A keratoma is a common, localized skin growth composed of keratin, the tough, fibrous protein that makes up the outer layer of skin. These growths are generally benign, but the term encompasses a spectrum of lesions, some of which are precancerous. A keratoma forms when keratinocytes (skin cells) reproduce excessively, leading to a buildup of keratin on the skin’s surface. Proper identification of these lesions is important for guiding necessary management.
Defining Keratomas and Their Appearance
Keratomas manifest in varied ways, with the two most frequently encountered types being Seborrheic Keratoses (SK) and Actinic Keratoses (AK). Seborrheic keratoses are non-cancerous lesions that often develop after middle age, appearing on the back, chest, face, or neck. These growths have a characteristic “stuck-on” or waxy appearance, as if they could be easily scraped off. SKs can range in color from light tan to dark brown or black, and their texture may be smooth, warty, or scaly.

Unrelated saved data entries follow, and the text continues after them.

//! CLI argument definitions for `degreeplanner`

use clap::{builder::BoolishValueParser, Parser, Subcommand, ValueEnum};
use std::path::PathBuf;

use degree_planner::config::ConfigOverrides;
use degree_planner::core::models::{Period, Term};
use degree_planner::core::progress::CourseStatus;

/// CLI log level argument
#[derive(Copy, Clone, Debug, ValueEnum, PartialEq, Eq)]
pub enum LogLevelArg {
    /// Error-level logging
    Error,
    /// Warning-level logging
    Warn,
    /// Info-level logging
    Info,
    /// Debug-level logging
    Debug,
    /// Trace-level logging
    Trace,
    /// No logging
    Off,
}

impl std::fmt::Display for LogLevelArg {
    fn fmt(&self, f: &mut std::fmt::Formatter<'_>) -> std::fmt::Result {
        let as_str = match self {
            Self::Error => "error",
            Self::Warn => "warn",
            Self::Info => "info",
            Self::Debug => "debug",
            Self::Trace => "trace",
            Self::Off => "off",
        };
        write!(f, "{as_str}")
    }
}

/// Result of a recorded course
#[derive(Copy, Clone, Debug, ValueEnum, PartialEq, Eq)]
pub enum StatusArg {
    /// Course passed
    Approved,
    /// Course failed
    Failed,
}

impl From<StatusArg> for CourseStatus {
    fn from(arg: StatusArg) -> Self {
        match arg {
            StatusArg::Approved => Self::Approved,
            StatusArg::Failed => Self::Failed,
        }
    }
}

#[derive(Debug, Subcommand)]
pub enum ConfigSubcommand {
    /// Display configuration values.
    ///
    /// If a KEY is provided, displays only that configuration value.
    Get {
        /// Optional configuration key (e.g., `level`, `catalogs_dir`, `max_credits`)
        #[arg(value_name = "KEY")]
        key: Option<String>,
    },
    /// Set a configuration value.
    Set {
        /// Configuration key to set
        #[arg(value_name = "KEY")]
        key: String,
        /// Value to set
        #[arg(value_name = "VALUE")]
        value: String,
    },
    /// Reset one configuration value to its default.
    Unset {
        /// Configuration key to unset
        #[arg(value_name = "KEY")]
        key: String,
    },
    /// Reset configuration to defaults (requires confirmation).
    Reset,
}

#[derive(Debug, Subcommand)]
pub enum HistorySubcommand {
    /// Show a student's approved and failed courses
    Show {
        /// Student identifier
        #[arg(long)]
        student: String,
    },
    /// Replace a student's history
    Set {
        /// Student identifier
        #[arg(long)]
        student: String,
        /// Approved course codes (comma separated)
        #[arg(long, value_delimiter = ',', value_name = "CODES")]
        approved: Vec<String>,
        /// Failed course codes (comma separated)
        #[arg(long, value_delimiter = ',', value_name = "CODES")]
        failed: Vec<String>,
    },
    /// Record the result of one course
    Record {
        /// Student identifier
        #[arg(long)]
        student: String,
        /// Course code
        #[arg(long)]
        course: String,
        /// Result of the course
        #[arg(long, value_enum)]
        status: StatusArg,
        /// Final grade times ten (10-70)
        #[arg(long)]
        grade: Option<u8>,
        /// Year the course was taken
        #[arg(long)]
        year: i32,
        /// Period the course was taken in (S1, S2, I, V)
        #[arg(long)]
        period: Period,
    },
}

#[derive(Debug, Subcommand)]
pub enum Command {
    /// Manage configuration.
    ///
    /// If no subcommand is provided, displays all configuration values.
    Config {
        #[command(subcommand)]
        subcommand: Option<ConfigSubcommand>,
    },
    /// Validate a manual plan and project the remaining courses.
    Project {
        /// Student identifier
        #[arg(long)]
        student: String,

        /// Career code of the catalog to plan against
        #[arg(long)]
        career: String,

        /// JSON file with the manual plan: `[{"period":"S1","year":2025,"courses":[...]}]`
        #[arg(long, value_name = "FILE")]
        plan: Option<PathBuf>,

        /// Credit cap per term (defaults to config `max_credits_per_semester`)
        #[arg(long, value_name = "CREDITS")]
        max_credits: Option<u32>,

        /// Course cap per projected term (defaults to config `max_courses_per_semester`)
        #[arg(long, value_name = "COUNT")]
        max_courses: Option<u32>,

        /// First projected term when the plan is empty, e.g. `S1-2026`
        #[arg(long, value_name = "TERM")]
        start: Option<Term>,

        /// Courses to treat as failed for intersession/summer eligibility
        #[arg(long, value_delimiter = ',', value_name = "CODES")]
        retake: Vec<String>,

        /// Write a Markdown report; without a path it goes to the reports directory
        #[arg(long, value_name = "FILE", num_args = 0..=1, default_missing_value = "")]
        report: Option<String>,

        /// Write the full projection as JSON
        #[arg(long, value_name = "FILE")]
        json: Option<PathBuf>,
    },
    /// List catalog courses the student has not approved yet.
    Pending {
        /// Student identifier
        #[arg(long)]
        student: String,
        /// Career code
        #[arg(long)]
        career: String,
    },
    /// Inspect or edit academic histories.
    History {
        #[command(subcommand)]
        subcommand: HistorySubcommand,
    },
    /// Show one course of a career catalog.
    Course {
        /// Course code
        #[arg(value_name = "CODE")]
        code: String,
        /// Career code
        #[arg(long)]
        career: String,
    },
}

#[derive(Parser, Debug)]
#[command(
    name = "degreeplanner",
    about = "Validate semester plans and project degree completion",
    version = env!("CARGO_PKG_VERSION")
)]
pub struct Cli {
    /// Set the runtime log level. Falls back to config if omitted.
    #[arg(long, value_enum)]
    pub log_level: Option<LogLevelArg>,

    /// Enable verbose output (runtime only)
    #[arg(short = 'v', long = "verbose")]
    pub verbose: bool,

    /// Enable debug-level logging (shorthand)
    #[arg(long = "debug")]
    pub debug_flag: bool,

    /// Write runtime logs to a file
    #[arg(long, value_name = "PATH")]
    pub log_file: Option<PathBuf>,

    // --- Config overrides ---
    /// Override config logging level
    #[arg(long = "config-level", value_enum)]
    pub config_level: Option<LogLevelArg>,

    /// Override config log file path
    #[arg(long = "config-log-file", value_name = "PATH")]
    pub config_log_file: Option<PathBuf>,

    /// Override config verbose flag (true/false)
    #[arg(long = "config-verbose", value_parser = BoolishValueParser::new())]
    pub config_verbose: Option<bool>,

    /// Override the catalogs directory
    #[arg(long = "catalogs-dir", value_name = "DIR")]
    pub catalogs_dir: Option<PathBuf>,

    /// Override the history file
    #[arg(long = "history-file", value_name = "PATH")]
    pub history_file: Option<PathBuf>,

    /// Override the reports directory
    #[arg(long = "reports-dir", value_name = "DIR")]
    pub reports_dir: Option<PathBuf>,

    /// Subcommand to execute.
    #[command(subcommand)]
    pub command: Command,
}

fn path_string(path: Option<&PathBuf>) -> Option<String> {
    path.map(|p| p.to_string_lossy().to_string())
}

impl Cli {
    /// Convert CLI flags into config overrides; `None` means no override
    pub fn to_config_overrides(&self) -> ConfigOverrides {
        ConfigOverrides {
            level: self.config_level.map(|lvl| lvl.to_string()),
            file: path_string(self.config_log_file.as_ref()),
            verbose: self.config_verbose,
            catalogs_dir: path_string(self.catalogs_dir.as_ref()),
            history_file: path_string(self.history_file.as_ref()),
            reports_dir: path_string(self.reports_dir.as_ref()),
        }
    }

    /// Runtime log level: `--log-level`, then `--debug`, then `configured`,
    /// then `warn`
    pub fn effective_log_level(&self, configured: &str) -> String {
        if let Some(level) = self.log_level {
            return level.to_string();
        }
        if self.debug_flag {
            return LogLevelArg::Debug.to_string();
        }
        if configured.trim().is_empty() {
            LogLevelArg::Warn.to_string()
        } else {
            configured.trim().to_ascii_lowercase()
        }
    }
}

Actinic keratoses (AKs) are considered precancerous and are directly related to sun damage. They typically present as dry, rough, or scaly patches that may be felt more easily than they are seen. AKs are often smaller than an inch and can be skin-colored, pink, red, or brown. They are commonly found on areas of chronic sun exposure, such as the face, ears, lips, scalp, forearms, and hands. A small percentage of untreated AKs can progress into squamous cell carcinoma.
Underlying Causes and Risk Factors
Keratoma formation stems from a disruption in the normal life cycle of keratinocytes, the cells that produce keratin. The primary cause for Actinic Keratoses is chronic, cumulative exposure to ultraviolet (UV) radiation from the sun or tanning beds. This UV damage causes mutations in the skin cells, leading to abnormal growth patterns. Risk factors for developing AKs include being over 40 years old, having light skin and eyes, and a history of frequent, intense sun exposure.
Seborrheic keratoses are strongly linked to aging, which is why they are sometimes called “senile warts.” Genetic predisposition plays a large role in SK development, with many individuals reporting a family history of the growths. They tend to increase in number and size as a person gets older, appearing most commonly in areas covered by clothing.
Diagnostic Procedures and Evaluation
A dermatologist can often identify a keratoma through a simple visual examination. To enhance this assessment, a handheld dermatoscope is frequently used, which provides magnification and polarized light to visualize structures beneath the skin. Dermatoscopy is effective for distinguishing between benign growths, like seborrheic keratoses, and more serious lesions, such as melanoma. This non-invasive tool helps the physician look for specific patterns indicative of keratin overgrowth or malignancy.
If the diagnosis remains uncertain, especially if the lesion suggests skin cancer, a skin biopsy is performed. A shave biopsy is often used for raised lesions, where a thin layer is shaved off and sent to a pathology lab for microscopic evaluation. This procedure, performed under local anesthesia, confirms the diagnosis and rules out squamous cell carcinoma or other malignancies.
Management and Removal Options
Intervention for keratomas is generally chosen based on whether the lesion is precancerous, causes symptoms like itching or irritation, or if the patient desires cosmetic removal. Actinic keratoses are typically treated because of their potential to develop into skin cancer. One common method is cryotherapy, which involves applying liquid nitrogen to freeze and destroy the abnormal cells. This causes the lesion to blister and eventually fall off.
For widespread or multiple Actinic Keratoses, topical treatments are used to treat an entire area of sun-damaged skin, known as field therapy. Creams containing 5-fluorouracil (5-FU) inhibit DNA synthesis in rapidly dividing cells. Imiquimod stimulates the immune system to target the abnormal cells. These topical regimens can last several weeks and often cause temporary inflammation and redness.
Seborrheic keratoses are often removed using curettage and electrodessication. Curettage involves scraping the lesion off the skin surface with a specialized loop-shaped instrument. Electrodessication uses an electric current to cauterize the base and stop bleeding. Larger or unusually shaped keratomas may require surgical excision, where the lesion is completely cut out and the wound is closed with stitches.